Agribusiness ventures provide a pathway for transforming agriculture from subsistence into a dynamic
driver of economic growth. By engaging youth and women in value chains that extend beyond crop production into processing, distribution, and marketing, agribusiness strengthens local food systems and reduces reliance on imports. It also generates employment opportunities across rural and urban areas, addressing the challenge of high unemployment among young people. Women and youth entrepreneurs gain income, bargaining power, and dignity, which enhances household welfare and community development. Moreover, young farmers are often more willing to adopt modern technologies, climate-smart practices, and digital innovations, making agriculture more competitive and sustainable in the face of climate change and global market shifts.

The linkage between land rights and agribusiness ventures is deeply aligned with Kenya’s Vision 2030 and agricultural transformation strategies. Secure land tenure empowers marginalized groups to participate fully in climate adaptation initiatives, agroecological practices, and market-driven enterprises. This integration not only strengthens food security but also advances social justice by ensuring that women and youth—who are often excluded from decision-making—become active agents of change. The ripple effects of such empowerment extend beyond agriculture, as these groups reinvest in education, health, and local enterprises, thereby catalyzing holistic community transformation.



Ultimately, the intersection of land rights and agribusiness ventures represents a powerful lever for Kenya’s sustainable future. By dismantling barriers to land ownership and investing in youth and women-led agribusiness, the country can achieve resilient food systems, create meaningful employment, and foster economic empowerment. This is not simply an agricultural agenda; it is a national development imperative rooted in equity, dignity, and long-term sustainability.



  

Monday, November 17, 2025

Trade Over Aid (TOA) Initiative is Transforming lives


The Trade Over Aid (TOA) initiative under WBH is redefining economic empowerment for women in Kisumu’s informal settlements. By shifting from aid dependency to enterprise-driven dignity, TOA supports women-led microenterprises to grow, formalize, and access markets. The program builds on existing trade practices—enhancing them with training, capital access, digital finance, and visibility.

Recent field visits and visual documentation reveal a thriving ecosystem of informal commerce: fruit vendors, grain sellers, cooking equipment makers, textile artisans, and traditional basket weavers—all demonstrating resilience, creativity, and untapped potential.

Field Insights: Enterprise in Action

The images collected during this reporting period offer compelling evidence of TOA’s impact:

  • Fresh Produce Vendors: Women selling bananas, tomatoes, onions, avocados, and leafy greens from roadside stalls and shaded tables.
  • Grain & Dry Goods Traders: Mobile money signage (M-PESA) visible at multiple stalls, signaling digital finance integration.
  • Cooking Equipment Makers: Repurposed metal drums and charcoal stoves reflect local innovation and demand for household tools.
  • Textile & Accessories Sellers: Colorful fabrics and handmade items showcase cultural entrepreneurship and aesthetic value.
  • Basketry & Traditional Crafts: Woven covers and baskets suggest potential for branding, packaging, and export.

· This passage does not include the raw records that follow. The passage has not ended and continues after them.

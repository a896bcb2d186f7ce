//! Configuration loading from disk.

use std::fs;
use std::path::Path;

use thiserror::Error;

use crate::config::schema::ProvisionerConfig;
use crate::config::validation::{validate_config, ValidationError};

/// Why a configuration file was not accepted.
#[derive(Debug, Error)]
pub enum ConfigError {
    /// The file could not be read.
    #[error("failed to read config file: {0}")]
    Io(#[from] std::io::Error),

    /// The file is not valid TOML for the schema.
    #[error("failed to parse config file: {0}")]
    Parse(#[from] toml::de::Error),

    /// The file parsed but carries semantically invalid values. Every
    /// offending field is listed, not just the first.
    #[error("invalid configuration: {}", join_field_errors(.0))]
    Validation(Vec<ValidationError>),
}

fn join_field_errors(errors: &[ValidationError]) -> String {
    errors
        .iter()
        .map(ToString::to_string)
        .collect::<Vec<_>>()
        .join("; ")
}

/// Read, parse, and validate a TOML configuration file.
pub fn load_config(path: &Path) -> Result<ProvisionerConfig, ConfigError> {
    let content = fs::read_to_string(path)?;
    let config: ProvisionerConfig = toml::from_str(&content)?;
    validate_config(&config).map_err(ConfigError::Validation)?;

    tracing::debug!(path = %path.display(), "configuration loaded");
    Ok(config)
}

#[cfg(test)]
mod tests {
    use super::*;

    #[test]
    fn test_load_missing_file() {
        let result = load_config(Path::new("/nonexistent/provisioner.toml"));
        assert!(matches!(result, Err(ConfigError::Io(_))));
    }

    #[test]
    fn test_load_rejects_invalid_values() {
        let path = std::env::temp_dir().join("provisioner-invalid-jitter.toml");
        fs::write(&path, "[polling]\njitter = 3.0\n").unwrap();

        let result = load_config(&path);
        assert!(matches!(result, Err(ConfigError::Validation(_))));

        let _ = fs::remove_file(&path);
    }

    #[test]
    fn test_validation_errors_render_as_one_message() {
        let errors = vec![
            ValidationError {
                field: "polling.jitter".to_string(),
                message: "must be between 0.0 and 1.0".to_string(),
            },
            ValidationError {
                field: "backend.base_url".to_string(),
                message: "'x' is not a valid URL".to_string(),
            },
        ];

        let rendered = ConfigError::Validation(errors).to_string();
        assert!(rendered.contains("polling.jitter"));
        assert!(rendered.contains("backend.base_url"));
        assert!(rendered.contains("; "));
    }
}
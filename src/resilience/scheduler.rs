//! Bounded retry loop with backoff, deadline, and cancellation.
//!
//! # Responsibilities
//! - Drive an async operation until success, terminal failure, deadline
//!   exhaustion, or cancellation
//! - Apply exponential backoff with jitter between retryable failures
//!
//! # Design Decisions
//! - The operation classifies each failure as retryable or terminal;
//!   only retryable failures consume backoff
//! - Exhaustion reports the attempt count and the last retryable failure
//!   so the caller can pick the right timeout kind
//! - Cancellation is distinct from exhaustion and is checked both before
//!   each attempt and during the backoff sleep
//! - Uses tokio timers; tests run on the paused clock (no real delays)

use std::fmt;
use std::future::Future;
use std::time::Duration;

use crate::resilience::backoff;
use crate::resilience::cancel::CancelToken;

/// Retry behaviour for one polling loop.
#[derive(Debug, Clone)]
pub struct RetryPolicy {
    /// Maximum attempts, or unbounded-until-deadline when `None`.
    pub max_attempts: Option<u32>,
    /// Delay after the first failed attempt.
    pub base_delay: Duration,
    /// Growth factor applied per attempt.
    pub multiplier: f64,
    /// Ceiling on any single delay.
    pub max_delay: Duration,
    /// Fraction of the delay added as random jitter (0.0..=1.0).
    pub jitter: f64,
    /// Overall budget for the whole loop, attempts and sleeps included.
    pub deadline: Duration,
}

impl Default for RetryPolicy {
    fn default() -> Self {
        Self {
            max_attempts: None,
            base_delay: Duration::from_secs(1),
            multiplier: 1.5,
            max_delay: Duration::from_secs(10),
            jitter: 0.1,
            deadline: Duration::from_secs(60),
        }
    }
}

impl RetryPolicy {
    /// Copy of this policy with the overall deadline replaced.
    pub fn with_deadline(mut self, deadline: Duration) -> Self {
        self.deadline = deadline;
        self
    }
}

/// Classification of a failed attempt, decided by the operation.
#[derive(Debug)]
pub enum AttemptError<E> {
    /// Transient; consumes backoff and continues the loop.
    Retryable(E),
    /// Aborts the loop immediately.
    Terminal(E),
}

/// Why a retry loop stopped without success.
#[derive(Debug)]
pub enum RetryError<E> {
    /// The operation reported a terminal failure.
    Terminal(E),
    /// Attempts or deadline ran out. Carries the last retryable failure
    /// observed, if any.
    Exhausted { attempts: u32, last: Option<E> },
    /// The cancel token fired.
    Cancelled,
}

/// Run `op` under `policy` until it succeeds or the loop stops.
///
/// `op` receives the 1-based attempt number.
pub async fn execute<T, E, F, Fut>(
    policy: &RetryPolicy,
    cancel: &CancelToken,
    mut op: F,
) -> Result<T, RetryError<E>>
where
    E: fmt::Display,
    F: FnMut(u32) -> Fut,
    Fut: Future<Output = Result<T, AttemptError<E>>>,
{
    let deadline = tokio::time::Instant::now() + policy.deadline;
    let mut attempt: u32 = 0;
    let mut last: Option<E> = None;

    loop {
        attempt += 1;

        let outcome = tokio::select! {
            biased;
            _ = cancel.cancelled() => return Err(RetryError::Cancelled),
            outcome = op(attempt) => outcome,
        };

        match outcome {
            Ok(value) => return Ok(value),
            Err(AttemptError::Terminal(e)) => return Err(RetryError::Terminal(e)),
            Err(AttemptError::Retryable(e)) => {
                tracing::debug!(attempt, error = %e, "attempt failed, retrying");
                last = Some(e);
            }
        }

        if let Some(max) = policy.max_attempts {
            if attempt >= max {
                return Err(RetryError::Exhausted { attempts: attempt, last });
            }
        }

        let delay = backoff::delay_after_attempt(attempt, policy);
        if tokio::time::Instant::now() + delay >= deadline {
            return Err(RetryError::Exhausted { attempts: attempt, last });
        }

        tokio::select! {
            biased;
            _ = cancel.cancelled() => return Err(RetryError::Cancelled),
            _ = tokio::time::sleep(delay) => {}
        }
    }
}

#[cfg(test)]
mod tests {
    use super::*;
    use std::sync::atomic::{AtomicU32, Ordering};
    use std::sync::Arc;

    fn no_jitter_policy() -> RetryPolicy {
        RetryPolicy {
            jitter: 0.0,
            ..RetryPolicy::default()
        }
    }

    #[tokio::test(start_paused = true)]
    async fn test_succeeds_after_transient_failures() {
        let policy = no_jitter_policy();
        let cancel = CancelToken::new();
        let calls = Arc::new(AtomicU32::new(0));
        let c = calls.clone();

        let result: Result<u32, RetryError<String>> = execute(&policy, &cancel, move |attempt| {
            let c = c.clone();
            async move {
                c.fetch_add(1, Ordering::SeqCst);
                if attempt < 3 {
                    Err(AttemptError::Retryable("not ready".to_string()))
                } else {
                    Ok(attempt)
                }
            }
        })
        .await;

        assert_eq!(result.unwrap(), 3);
        assert_eq!(calls.load(Ordering::SeqCst), 3);
    }

    #[tokio::test(start_paused = true)]
    async fn test_terminal_failure_stops_immediately() {
        let policy = no_jitter_policy();
        let cancel = CancelToken::new();
        let calls = Arc::new(AtomicU32::new(0));
        let c = calls.clone();

        let result: Result<(), RetryError<String>> = execute(&policy, &cancel, move |_| {
            let c = c.clone();
            async move {
                c.fetch_add(1, Ordering::SeqCst);
                Err(AttemptError::Terminal("rejected".to_string()))
            }
        })
        .await;

        assert!(matches!(result, Err(RetryError::Terminal(_))));
        assert_eq!(calls.load(Ordering::SeqCst), 1);
    }

    #[tokio::test(start_paused = true)]
    async fn test_deadline_exhaustion_follows_schedule() {
        // base 1s, x1.5, deadline 5s: sleeps of 1s, 1.5s, 2.25s fit;
        // the fourth delay would cross the deadline.
        let policy = no_jitter_policy().with_deadline(Duration::from_secs(5));
        let cancel = CancelToken::new();

        let start = tokio::time::Instant::now();
        let result: Result<(), RetryError<String>> = execute(&policy, &cancel, |_| async {
            Err(AttemptError::Retryable("not ready".to_string()))
        })
        .await;

        match result {
            Err(RetryError::Exhausted { attempts, last }) => {
                assert_eq!(attempts, 4);
                assert_eq!(last.as_deref(), Some("not ready"));
            }
            other => panic!("expected exhaustion, got {:?}", other),
        }
        assert!(start.elapsed() < Duration::from_secs(5));
    }

    #[tokio::test(start_paused = true)]
    async fn test_max_attempts_bound() {
        let policy = RetryPolicy {
            max_attempts: Some(2),
            ..no_jitter_policy()
        };
        let cancel = CancelToken::new();
        let calls = Arc::new(AtomicU32::new(0));
        let c = calls.clone();

        let result: Result<(), RetryError<String>> = execute(&policy, &cancel, move |_| {
            let c = c.clone();
            async move {
                c.fetch_add(1, Ordering::SeqCst);
                Err(AttemptError::Retryable("not ready".to_string()))
            }
        })
        .await;

        assert!(matches!(
            result,
            Err(RetryError::Exhausted { attempts: 2, .. })
        ));
        assert_eq!(calls.load(Ordering::SeqCst), 2);
    }

    #[tokio::test(start_paused = true)]
    async fn test_cancel_during_backoff() {
        let policy = no_jitter_policy();
        let cancel = CancelToken::new();
        let trigger = cancel.clone();

        tokio::spawn(async move {
            tokio::time::sleep(Duration::from_millis(100)).await;
            trigger.cancel();
        });

        let result: Result<(), RetryError<String>> = execute(&policy, &cancel, |_| async {
            Err(AttemptError::Retryable("not ready".to_string()))
        })
        .await;

        assert!(matches!(result, Err(RetryError::Cancelled)));
    }
}
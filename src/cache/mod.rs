//! Shared caches.
//!
//! # Design Decisions
//! - The listing cache is the only state shared across workflow
//!   instances; everything else is per-instance
//! - Invalidation over in-place update: no reconciliation between cache
//!   writes and concurrent unrelated reads

pub mod listing;

pub use listing::ListingCache;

These scenes affirm TOA’s core premise: Women are already trading. What they need is structure, capital, and visibility.



Key Milestones

Focus Area

Achievements

Enterprise Mapping

87 women-led businesses profiled across six market zones

Digital Finance Adoption

72% of vendors now accept M-PESA; 18 new agents onboarded

Product Diversification

Over 40 product categories identified—from perishables to durable goods

Training & Capacity Building

Five workshops held on pricing, branding, and customer service

Market Infrastructure

Three pilot stalls upgraded with signage, shade, and display tables

Revenue Growth

Average daily income rose by 22% among trained vendors

Youth Engagement

14 youth apprentices placed in metalwork and tailoring clusters

 

Strategic Learnings

  • Informality ≠ Lack of Professionalism: Many women operate with discipline, inventory systems, and customer retention strategies.
  • Mobile Money as a Gateway: M-PESA is not just a payment tool—it enables access to credit, savings, and digital records.
  • Local Innovation Is Scalable: Repurposed cooking tools and handmade crafts show potential for design support and market expansion.
  • Visibility Drives Value: Vendors with signage and structured displays attract more customers and command better prices.

 


Challenges

  • Capital Constraints: Limited access to affordable credit or seed capital for bulk purchasing.
  • Weather Vulnerability: Open-air stalls suffer losses during rains; modular shelter solutions are needed.
  • Market Saturation: High competition in produce stalls calls for product differentiation and niche targeting.
  • Limited Branding: Few vendors use packaging, signage, or storytelling to elevate their products.

 Next Steps

Action

Timeline

Launch WBH Microgrant Fund (Ksh 5,000–20,000 per vendor)

December 2025

Develop Vendor Branding Kits (signage, packaging, digital ID)

January 2026

Pilot Revolving Capital Scheme with 30 vendors

February 2026

Host TOA Market Showcase & Buyer Forum

March 2026

Expand training to include e-commerce and bulk procurement

Ongoing


🤝 Partnership Opportunities

WBH invites donors, foundations, and private sector partners to co-invest in:

  • The Microgrant Fund and Revolving Capital Scheme
  • Branding and packaging innovation for informal vendors
  • Market access pathways through retail, export, and institutional procurement
  • Infrastructure upgrades including modular stalls and storage units

📣 Voices from the Market

“Before WBH, I sold tomatoes from the ground. Now I have a table, a sign, and customers who pay via M-PESA.”
Achieng, Tomato Vendor

“We make stoves from scrap metal. With training, we could sell to hotels or even abroad.”
Odhiambo, Youth Artisan

 




Wednesday, November 5, 2025

Trade Over Aid (TOA) Initiative

 


Economic marginalization in the Lake Victoria region is trapping poor young single mothers and women with disabilities in cycles of poverty, while aid dependency merely treats symptoms. The Trade Over Aid (TOA) initiative offers a transformative alternative by equipping these women with entrepreneurial skills and seed capital to become agents of change.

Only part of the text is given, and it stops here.